Our heroes make it out of the skull, but there's no sign of  Valgos--until the giant skull begins to rise out of the muck, attached to a whole giant body, with Valgos in the jewel on its forehead.


With the help of Mera's water powers, Aquaman jumps up and punches through the jewel, grabbing Valgos.

With the jewel destroyed, the giant body crumbles. It turns out Valgos is dead and appears to have been for some time. Aquaman theorizes the jewel must have acted like a battery, holding on to his life-force.

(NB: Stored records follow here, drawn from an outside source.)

use std::io;

/// Errors raised while encoding or decoding protocol messages.
#[derive(Debug, thiserror::Error)]
pub enum ProtocolError {
    #[error("unknown command {0:?}")]
    UnknownCommand(String),

    #[error("file index {index} out of range (catalog holds {len} entries)")]
    IndexOutOfRange { index: u32, len: usize },

    #[error("truncated {what}: expected {expected} bytes, got {got}")]
    Truncated {
        what: &'static str,
        expected: usize,
        got: usize,
    },

    #[error("malformed list entry {0:?}")]
    MalformedListEntry(String),

    #[error("duplicate list entry for index {0}")]
    DuplicateIndex(u32),

    #[error("incomplete listing: {received} entries received, index {missing} missing")]
    IncompleteListing { received: usize, missing: u32 },

    #[error(transparent)]
    Io(#[from] io::Error),
}

impl ProtocolError {
    /// True for failures of the underlying connection rather than of the peer's bytes.
    pub fn is_transport(&self) -> bool {
        matches!(self, ProtocolError::Io(_) | ProtocolError::Truncated { .. })
    }
}
//! Interactive command loop.

use std::io::{BufRead, Write};

use anyhow::{Context, Result};

use crate::connection::{ConnectionOptions, ServerConnection};

pub const HELP: &str = "\
Commands:
  list           retrieve the server's library listing
  get <i>        save file <i> into the library directory
  stream <i>     play file <i>
  stream+ <i>    play file <i> and save it
  help           show this message
  quit           exit";

#[derive(Debug, Clone, Copy, PartialEq, Eq)]
pub enum ShellCommand {
    List,
    Get(u32),
    Stream(u32),
    StreamAndGet(u32),
    Help,
    Quit,
    Empty,
}

#[derive(Debug, thiserror::Error, PartialEq, Eq)]
pub enum ParseError {
    #[error("usage: {0} <index>")]
    MissingIndex(&'static str),

    #[error("{0:?} is not a file index")]
    BadIndex(String),

    #[error("unknown command {0:?}; type help for a list")]
    Unknown(String),
}

impl ShellCommand {
    pub fn parse(line: &str) -> Result<Self, ParseError> {
        let mut words = line.split_whitespace();
        let Some(cmd) = words.next() else {
            return Ok(ShellCommand::Empty);
        };
        let index = |name: &'static str, arg: Option<&str>| -> Result<u32, ParseError> {
            let arg = arg.ok_or(ParseError::MissingIndex(name))?;
            arg.parse::<u32>()
                .map_err(|_| ParseError::BadIndex(arg.to_string()))
        };
        match cmd {
            "list" => Ok(ShellCommand::List),
            "get" => Ok(ShellCommand::Get(index("get", words.next())?)),
            "stream" => Ok(ShellCommand::Stream(index("stream", words.next())?)),
            "stream+" => Ok(ShellCommand::StreamAndGet(index("stream+", words.next())?)),
            "help" => Ok(ShellCommand::Help),
            "quit" | "exit" => Ok(ShellCommand::Quit),
            other => Err(ParseError::Unknown(other.to_string())),
        }
    }
}

pub struct Shell {
    host: String,
    port: u16,
    options: ConnectionOptions,
    conn: Option<ServerConnection>,
}

impl Shell {
    pub fn new(host: impl Into<String>, port: u16, options: ConnectionOptions) -> Self {
        Self {
            host: host.into(),
            port,
            options,
            conn: None,
        }
    }

    /// Connect now rather than on the first command.
    pub fn connect(&mut self) -> Result<()> {
        self.connection().map(|_| ())
    }

    /// Read commands from `input` until `quit` or end of input.
    pub fn run(&mut self, input: impl BufRead, mut out: impl Write) -> Result<()> {
        let mut lines = input.lines();
        loop {
            write!(out, "> ")?;
            out.flush()?;
            let Some(line) = lines.next() else {
                writeln!(out)?;
                return Ok(());
            };
            let line = line.context("read command")?;
            match ShellCommand::parse(&line) {
                Ok(ShellCommand::Quit) => return Ok(()),
                Ok(cmd) => self.execute(cmd, &mut out)?,
                Err(e) => writeln!(out, "{e}")?,
            }
        }
    }

    /// Run one command, reporting its failure on `out`.
    ///
    /// Only a failure to write to `out` is returned as an error.
    pub fn execute(&mut self, cmd: ShellCommand, out: &mut impl Write) -> Result<()> {
        let outcome = match cmd {
            ShellCommand::Empty | ShellCommand::Quit => return Ok(()),
            ShellCommand::Help => {
                writeln!(out, "{HELP}")?;
                return Ok(());
            }
            ShellCommand::List => self.list(out),
            ShellCommand::Get(i) => self
                .connection()
                .and_then(|c| c.get(i))
                .map(|r| format!("saved {} bytes", r.total)),
            ShellCommand::Stream(i) => self
                .connection()
                .and_then(|c| c.stream(i))
                .map(|r| format!("streamed {} bytes", r.total)),
            ShellCommand::StreamAndGet(i) => self
                .connection()
                .and_then(|c| c.stream_and_get(i))
                .map(|r| format!("streamed and saved {} bytes", r.total)),
        };
        match outcome {
            Ok(message) if message.is_empty() => {}
            Ok(message) => writeln!(out, "{message}")?,
            Err(e) => {
                tracing::warn!("command failed: {e:#}");
                writeln!(out, "{e:#}")?;
            }
        }
        Ok(())
    }

    fn list(&mut self, out: &mut impl Write) -> Result<String> {
        let entries = self.connection()?.list()?;
        if entries.is_empty() {
            return Ok("Server library is empty".to_string());
        }
        for (index, name) in entries.iter().enumerate() {
            writeln!(out, "{index}: {name}")?;
        }
        Ok(String::new())
    }

    /// The live connection, reconnecting if the last one was left mid-response.
    fn connection(&mut self) -> Result<&mut ServerConnection> {
        let stale = self
            .conn
            .as_ref()
            .is_none_or(ServerConnection::is_desynchronized);
        if stale {
            // The new session may serve a different catalog, so the old listing is dropped.
            if self.conn.take().is_some() {
                tracing::info!("reconnecting after an interrupted response; run list again");
            }
            let conn = ServerConnection::connect(&self.host, self.port, self.options.clone())?;
            self.conn = Some(conn);
        }
        self.conn
            .as_mut()
            .context("no server connection")
    }
}

#[cfg(test)]
mod tests {
    use super::*;

    #[test]
    fn parse_accepts_every_command() {
        assert_eq!(ShellCommand::parse("list"), Ok(ShellCommand::List));
        assert_eq!(ShellCommand::parse("get 3"), Ok(ShellCommand::Get(3)));
        assert_eq!(ShellCommand::parse("  stream 0 "), Ok(ShellCommand::Stream(0)));
        assert_eq!(
            ShellCommand::parse("stream+ 12"),
            Ok(ShellCommand::StreamAndGet(12))
        );
        assert_eq!(ShellCommand::parse("help"), Ok(ShellCommand::Help));
        assert_eq!(ShellCommand::parse("quit"), Ok(ShellCommand::Quit));
        assert_eq!(ShellCommand::parse(""), Ok(ShellCommand::Empty));
    }

    #[test]
    fn parse_reports_usage_and_bad_input() {
        assert_eq!(
            ShellCommand::parse("get"),
            Err(ParseError::MissingIndex("get"))
        );
        assert_eq!(
            ShellCommand::parse("stream -1"),
            Err(ParseError::BadIndex("-1".into()))
        );
        assert_eq!(
            ShellCommand::parse("play 1"),
            Err(ParseError::Unknown("play".into()))
        );
    }

    #[test]
    fn help_and_parse_errors_need_no_server() {
        let options = ConnectionOptions {
            list_idle_timeout: std::time::Duration::from_millis(10),
            response_timeout: std::time::Duration::from_millis(10),
            library_dir: std::env::temp_dir(),
            player: crate::sinks::PlayerCommand::from_command_line(
                "cat",
                std::time::Duration::ZERO,
            )
            .unwrap(),
            mux: crate::mux::MuxOptions::default(),
        };
        let mut shell = Shell::new("127.0.0.1", 1, options);
        let mut out = Vec::new();
        shell
            .run(std::io::Cursor::new("help\nbogus\nquit\nlist\n"), &mut out)
            .unwrap();
        let text = String::from_utf8(out).unwrap();
        assert!(text.contains("stream+ <i>"));
        assert!(text.contains("unknown command \"bogus\""));
        assert!(!text.contains("connect"));
    }
}
//! Audio Stream Client: browses a server's library and plays and/or saves its files.
//!
//! ## Transfers
//! `get`, `stream` and `stream+` all send one `STREAM` request and hand the socket to the
//! [`mux::StreamMux`], which feeds the player pipe, the output file, or both from a single
//! buffer until the declared size has been delivered.

pub mod cli;
pub mod config;
pub mod connection;
pub mod mux;
pub mod shell;
pub mod sinks;
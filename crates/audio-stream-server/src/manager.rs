//! Accept loop and session bookkeeping.
//!
//! The manager owns the listening socket and the current catalog. Each pass through the loop
//! refreshes the catalog if it is due, waits (bounded) for a pending connection, checks the
//! control channel, and reaps sessions that have finished. Every accepted connection runs on
//! its own thread with the catalog snapshot that was current when it was accepted.

use std::io;
use std::net::{SocketAddr, TcpListener, TcpStream};
use std::path::{Path, PathBuf};
use std::sync::Arc;
use std::thread::JoinHandle;
use std::time::{Duration, Instant};

use anyhow::{Context, Result};
use audio_stream_proto::readiness::wait_readable;
use crossbeam_channel::{Receiver, Sender, TryRecvError};

use crate::catalog::Catalog;
use crate::dispatcher::{DispatcherConfig, SessionSummary, serve_connection};

#[derive(Clone, Debug)]
pub struct ManagerConfig {
    /// Upper bound on one wait for a pending connection.
    pub poll_timeout: Duration,
    /// How often the library is rescanned.
    pub refresh_interval: Duration,
    pub dispatcher: DispatcherConfig,
}

impl Default for ManagerConfig {
    fn default() -> Self {
        Self {
            poll_timeout: Duration::from_millis(500),
            refresh_interval: Duration::from_millis(30_000),
            dispatcher: DispatcherConfig::default(),
        }
    }
}

/// Requests delivered to a running manager.
#[derive(Debug, Clone, Copy, PartialEq, Eq)]
pub enum Control {
    Quit,
}

struct Session {
    id: u64,
    peer: SocketAddr,
    handle: JoinHandle<Result<SessionSummary>>,
}

pub struct SessionManager {
    listener: TcpListener,
    library_dir: PathBuf,
    catalog: Arc<Catalog>,
    config: ManagerConfig,
    sessions: Vec<Session>,
    next_session_id: u64,
    last_refresh: Instant,
    control_tx: Sender<Control>,
    control_rx: Receiver<Control>,
}

impl SessionManager {
    /// Bind the listener and build the initial catalog.
    ///
    /// A library that cannot be scanned at startup is fatal; later refresh failures are not.
    pub fn bind(addr: SocketAddr, library_dir: &Path, config: ManagerConfig) -> Result<Self> {
        let catalog = Catalog::scan(library_dir)
            .with_context(|| format!("initial scan of {:?}", library_dir))?;
        tracing::info!(
            library = %library_dir.display(),
            entries = catalog.len(),
            "catalog loaded"
        );
        if catalog.is_empty() {
            tracing::warn!(library = %library_dir.display(), "library holds no supported files");
        }

        let listener = TcpListener::bind(addr).with_context(|| format!("bind {addr}"))?;
        listener
            .set_nonblocking(true)
            .context("set listener non-blocking")?;
        let (control_tx, control_rx) = crossbeam_channel::unbounded();

        Ok(Self {
            listener,
            library_dir: library_dir.to_path_buf(),
            catalog: Arc::new(catalog),
            config,
            sessions: Vec::new(),
            next_session_id: 1,
            last_refresh: Instant::now(),
            control_tx,
            control_rx,
        })
    }

    pub fn local_addr(&self) -> io::Result<SocketAddr> {
        self.listener.local_addr()
    }

    /// A sender for stopping the manager from another thread.
    pub fn control(&self) -> Sender<Control> {
        self.control_tx.clone()
    }

    pub fn catalog(&self) -> Arc<Catalog> {
        Arc::clone(&self.catalog)
    }

    /// Serve until a [`Control::Quit`] arrives, then wait for every session to end.
    pub fn run(mut self) -> Result<()> {
        tracing::info!(
            addr = %self.listener.local_addr().context("listener address")?,
            "accepting connections"
        );

        loop {
            if self.last_refresh.elapsed() >= self.config.refresh_interval {
                self.refresh_catalog();
            }

            match wait_readable(&self.listener, self.config.poll_timeout) {
                Ok(true) => self.accept_pending(),
                Ok(false) => {}
                Err(e) => tracing::warn!("wait on listener failed: {e}"),
            }

            match self.control_rx.try_recv() {
                Ok(Control::Quit) => {
                    tracing::info!("shutdown requested");
                    break;
                }
                Err(TryRecvError::Empty) | Err(TryRecvError::Disconnected) => {}
            }

            self.reap_finished();
        }

        self.shutdown();
        Ok(())
    }

    /// Rescan the library and publish the result for connections accepted from now on.
    pub fn refresh_catalog(&mut self) {
        self.last_refresh = Instant::now();
        match Catalog::scan(&self.library_dir) {
            Ok(catalog) => {
                if catalog != *self.catalog {
                    tracing::info!(
                        before = self.catalog.len(),
                        after = catalog.len(),
                        "catalog changed"
                    );
                } else {
                    tracing::debug!(entries = catalog.len(), "catalog unchanged");
                }
                self.catalog = Arc::new(catalog);
            }
            Err(e) => {
                tracing::warn!("catalog refresh failed, keeping previous catalog: {e:#}");
            }
        }
    }

    fn accept_pending(&mut self) {
        loop {
            match self.listener.accept() {
                Ok((stream, peer)) => {
                    if let Err(e) = self.spawn_session(stream, peer) {
                        tracing::warn!(peer = %peer, "could not start session: {e:#}");
                    }
                }
                Err(e) if e.kind() == io::ErrorKind::WouldBlock => return,
                Err(e) if e.kind() == io::ErrorKind::Interrupted => continue,
                Err(e) => {
                    tracing::warn!("accept error: {e}");
                    return;
                }
            }
        }
    }

    fn spawn_session(&mut self, stream: TcpStream, peer: SocketAddr) -> Result<()> {
        stream
            .set_nonblocking(false)
            .context("set session socket blocking")?;
        stream.set_nodelay(true).ok();

        let id = self.next_session_id;
        self.next_session_id += 1;
        let catalog = Arc::clone(&self.catalog);
        let config = self.config.dispatcher.clone();
        let handle = std::thread::Builder::new()
            .name(format!("session-{id}"))
            .spawn(move || serve_connection(stream, peer, catalog, config))
            .context("spawn session thread")?;

        self.sessions.push(Session { id, peer, handle });
        tracing::debug!(session = id, active = self.sessions.len(), "session spawned");
        Ok(())
    }

    fn reap_finished(&mut self) {
        let (finished, running): (Vec<_>, Vec<_>) = std::mem::take(&mut self.sessions)
            .into_iter()
            .partition(|s| s.handle.is_finished());
        self.sessions = running;
        for session in finished {
            join_session(session);
        }
    }

    fn shutdown(self) {
        let Self {
            listener, sessions, ..
        } = self;
        drop(listener);
        if !sessions.is_empty() {
            tracing::info!(active = sessions.len(), "waiting for sessions to finish");
        }
        for session in sessions {
            join_session(session);
        }
        tracing::info!("server stopped");
    }
}

fn join_session(session: Session) {
    match session.handle.join() {
        Ok(Ok(_)) => tracing::debug!(session = session.id, peer = %session.peer, "session reaped"),
        Ok(Err(e)) => {
            tracing::warn!(session = session.id, peer = %session.peer, "session ended with error: {e:#}")
        }
        Err(_) => tracing::error!(session = session.id, peer = %session.peer, "session thread panicked"),
    }
}

#[cfg(test)]
mod tests {
    use super::*;
    use audio_stream_proto::{Request, decode_list_response, read_size_header};
    use std::io::{Read, Write};

    fn test_config() -> ManagerConfig {
        ManagerConfig {
            poll_timeout: Duration::from_millis(20),
            refresh_interval: Duration::from_secs(3600),
            dispatcher: DispatcherConfig::default(),
        }
    }

    fn start(
        library: &Path,
        config: ManagerConfig,
    ) -> (SocketAddr, Sender<Control>, JoinHandle<Result<()>>) {
        let manager = SessionManager::bind("127.0.0.1:0".parse().unwrap(), library, config).unwrap();
        let addr = manager.local_addr().unwrap();
        let control = manager.control();
        let handle = std::thread::spawn(move || manager.run());
        (addr, control, handle)
    }

    /// Send LIST and read until the index 0 line arrives.
    fn list(stream: &mut TcpStream) -> Vec<String> {
        Request::List.write_to(&mut *stream).unwrap();
        let mut received = Vec::new();
        let mut byte = [0u8; 1];
        loop {
            stream.read_exact(&mut byte).unwrap();
            received.push(byte[0]);
            if received.ends_with(b"\r\n") {
                let last_line_start = received[..received.len() - 2]
                    .iter()
                    .rposition(|&b| b == b'\n')
                    .map(|p| p + 1)
                    .unwrap_or(0);
                if received[last_line_start..].starts_with(b"0:") {
                    break;
                }
            }
        }
        decode_list_response(&received).unwrap()
    }

    #[test]
    fn serves_list_and_stream_over_tcp() {
        let root = tempfile::tempdir().unwrap();
        std::fs::write(root.path().join("a.wav"), b"first").unwrap();
        std::fs::write(root.path().join("b.wav"), b"HELLO").unwrap();
        let (addr, control, handle) = start(root.path(), test_config());

        let mut stream = TcpStream::connect(addr).unwrap();
        assert_eq!(list(&mut stream), vec!["a.wav", "b.wav"]);

        Request::Stream { file_index: 1 }.write_to(&mut stream).unwrap();
        let size = read_size_header(&mut stream).unwrap();
        let mut body = vec![0u8; size as usize];
        stream.read_exact(&mut body).unwrap();
        assert_eq!(body, b"HELLO");

        drop(stream);
        control.send(Control::Quit).unwrap();
        handle.join().unwrap().unwrap();
    }

    #[test]
    fn refreshed_catalog_applies_to_new_connections_only() {
        let root = tempfile::tempdir().unwrap();
        std::fs::write(root.path().join("a.wav"), b"a").unwrap();
        let config = ManagerConfig {
            refresh_interval: Duration::from_millis(50),
            ..test_config()
        };
        let (addr, control, handle) = start(root.path(), config);

        let mut early = TcpStream::connect(addr).unwrap();
        assert_eq!(list(&mut early), vec!["a.wav"]);

        std::fs::write(root.path().join("b.wav"), b"b").unwrap();
        std::thread::sleep(Duration::from_millis(300));

        let mut late = TcpStream::connect(addr).unwrap();
        assert_eq!(list(&mut late), vec!["a.wav", "b.wav"]);
        assert_eq!(list(&mut early), vec!["a.wav"]);

        drop(early);
        drop(late);
        control.send(Control::Quit).unwrap();
        handle.join().unwrap().unwrap();
    }

    #[test]
    fn misbehaving_client_does_not_stop_the_listener() {
        let root = tempfile::tempdir().unwrap();
        std::fs::write(root.path().join("a.wav"), b"a").unwrap();
        let (addr, control, handle) = start(root.path(), test_config());

        {
            let mut bad = TcpStream::connect(addr).unwrap();
            bad.write_all(b"STREAM\r\n\x00").unwrap();
        }

        let mut good = TcpStream::connect(addr).unwrap();
        assert_eq!(list(&mut good), vec!["a.wav"]);

        drop(good);
        control.send(Control::Quit).unwrap();
        handle.join().unwrap().unwrap();
    }

    #[test]
    fn failed_refresh_keeps_previous_catalog() {
        let root = tempfile::tempdir().unwrap();
        let library = root.path().join("lib");
        std::fs::create_dir(&library).unwrap();
        std::fs::write(library.join("a.wav"), b"a").unwrap();

        let mut manager =
            SessionManager::bind("127.0.0.1:0".parse().unwrap(), &library, test_config()).unwrap();
        std::fs::remove_dir_all(&library).unwrap();
        manager.refresh_catalog();
        assert_eq!(manager.catalog().entries(), &["a.wav"]);
    }

    #[test]
    fn bind_fails_when_library_is_missing() {
        let root = tempfile::tempdir().unwrap();
        let missing = root.path().join("missing");
        let result = SessionManager::bind("127.0.0.1:0".parse().unwrap(), &missing, test_config());
        assert!(result.is_err());
    }

    #[test]
    fn quit_with_no_clients_returns_promptly() {
        let root = tempfile::tempdir().unwrap();
        let (_addr, control, handle) = start(root.path(), test_config());
        control.send(Control::Quit).unwrap();
        handle.join().unwrap().unwrap();
    }
}
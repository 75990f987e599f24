//! List response encoding and reassembly.

use std::collections::BTreeMap;

use crate::ProtocolError;
use crate::frame::{DEFAULT_CAPACITY, DELIMITER, LineBuffer};

/// Decimal digits in the largest `u32` index.
const MAX_INDEX_DIGITS: usize = 10;

/// Longest entry name whose list line fits a default-capacity [`LineBuffer`] at any index.
pub const MAX_ENTRY_NAME_LEN: usize = DEFAULT_CAPACITY - MAX_INDEX_DIGITS - 1 - DELIMITER.len();

/// Encode a catalog listing, emitting entries from the highest index down so that the
/// index 0 line (the receiver's end-of-list marker) goes out last.
pub fn encode_list_response<S: AsRef<str>>(entries: &[S]) -> Vec<u8> {
    let approx: usize = entries.iter().map(|e| e.as_ref().len() + 8).sum();
    let mut out = Vec::with_capacity(approx);
    for (index, name) in entries.iter().enumerate().rev() {
        out.extend_from_slice(index.to_string().as_bytes());
        out.push(b':');
        out.extend_from_slice(name.as_ref().as_bytes());
        out.extend_from_slice(DELIMITER);
    }
    out
}

/// Parse one `"<index>:<name>"` line (delimiter already stripped).
pub fn parse_list_entry(line: &[u8]) -> Result<(u32, String), ProtocolError> {
    let malformed = || ProtocolError::MalformedListEntry(String::from_utf8_lossy(line).into_owned());

    let colon = line.iter().position(|&b| b == b':').ok_or_else(malformed)?;
    let (index, name) = (&line[..colon], &line[colon + 1..]);
    let index = std::str::from_utf8(index)
        .ok()
        .filter(|s| !s.is_empty() && s.bytes().all(|b| b.is_ascii_digit()))
        .and_then(|s| s.parse::<u32>().ok())
        .ok_or_else(malformed)?;
    let name = std::str::from_utf8(name).map_err(|_| malformed())?;
    Ok((index, name.to_string()))
}

/// Rebuilds an index-ordered catalog from list lines arriving in any order.
#[derive(Debug, Default)]
pub struct ListAssembler {
    entries: BTreeMap<u32, String>,
    complete: bool,
}

impl ListAssembler {
    pub fn new() -> Self {
        Self::default()
    }

    /// Feed one framed line. Returns `true` once the index 0 entry has arrived.
    pub fn push_line(&mut self, line: &[u8]) -> Result<bool, ProtocolError> {
        let (index, name) = parse_list_entry(line)?;
        if self.entries.insert(index, name).is_some() {
            return Err(ProtocolError::DuplicateIndex(index));
        }
        if index == 0 {
            self.complete = true;
        }
        Ok(self.complete)
    }

    pub fn is_complete(&self) -> bool {
        self.complete
    }

    pub fn received(&self) -> usize {
        self.entries.len()
    }

    /// Produce the catalog, indexed `0..n`.
    ///
    /// An assembler that saw no lines at all yields an empty catalog; one that saw lines but
    /// never the index 0 marker, or whose indices have gaps, is an incomplete listing.
    pub fn finish(self) -> Result<Vec<String>, ProtocolError> {
        let received = self.entries.len();
        if !self.complete && received > 0 {
            return Err(ProtocolError::IncompleteListing {
                received,
                missing: 0,
            });
        }
        let mut out = Vec::with_capacity(received);
        for (expected, (index, name)) in self.entries.into_iter().enumerate() {
            if index as usize != expected {
                return Err(ProtocolError::IncompleteListing {
                    received,
                    missing: expected as u32,
                });
            }
            out.push(name);
        }
        Ok(out)
    }
}

/// Decode a complete list response held in memory.
pub fn decode_list_response(bytes: &[u8]) -> Result<Vec<String>, ProtocolError> {
    let mut lines = LineBuffer::with_capacity(bytes.len() + 1);
    lines.push(bytes);
    let mut assembler = ListAssembler::new();
    while let Some(line) = lines.next_frame() {
        if assembler.push_line(&line)? {
            break;
        }
    }
    assembler.finish()
}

The wizard defeated, Aquaman and Mera want a way home. Mongo says that might be tough, but Aquaman reminds him of what happened to the last wizard that crossed him.

Things to Notice:
  • All the covers are by Michael Kaluta.
  • Morgan has heard of Aquaman and knows the Justice League used to have their base in a cave.
  • Unlike every other superhero visitor, Aquaman and Mera don't adopt Skartarian clothes. Maybe they just didn't have time?
  • For some reason, Aquaman's and Mera's super-strength isn't in evidence here.
Where it comes from: 
Again, Dan Jurgens pens a Warlord crossover that gets the characters and the world right, for the most part (though he makes Morgan rather atagonistic to Aquaman for no good reason, other than that's just the way things work in crossovers).

This is the first time we've seen Mongo Ironhand since issue #98 (1985). How he got from the Age of the Wizard Kings to the present of Skartaris isn't explained.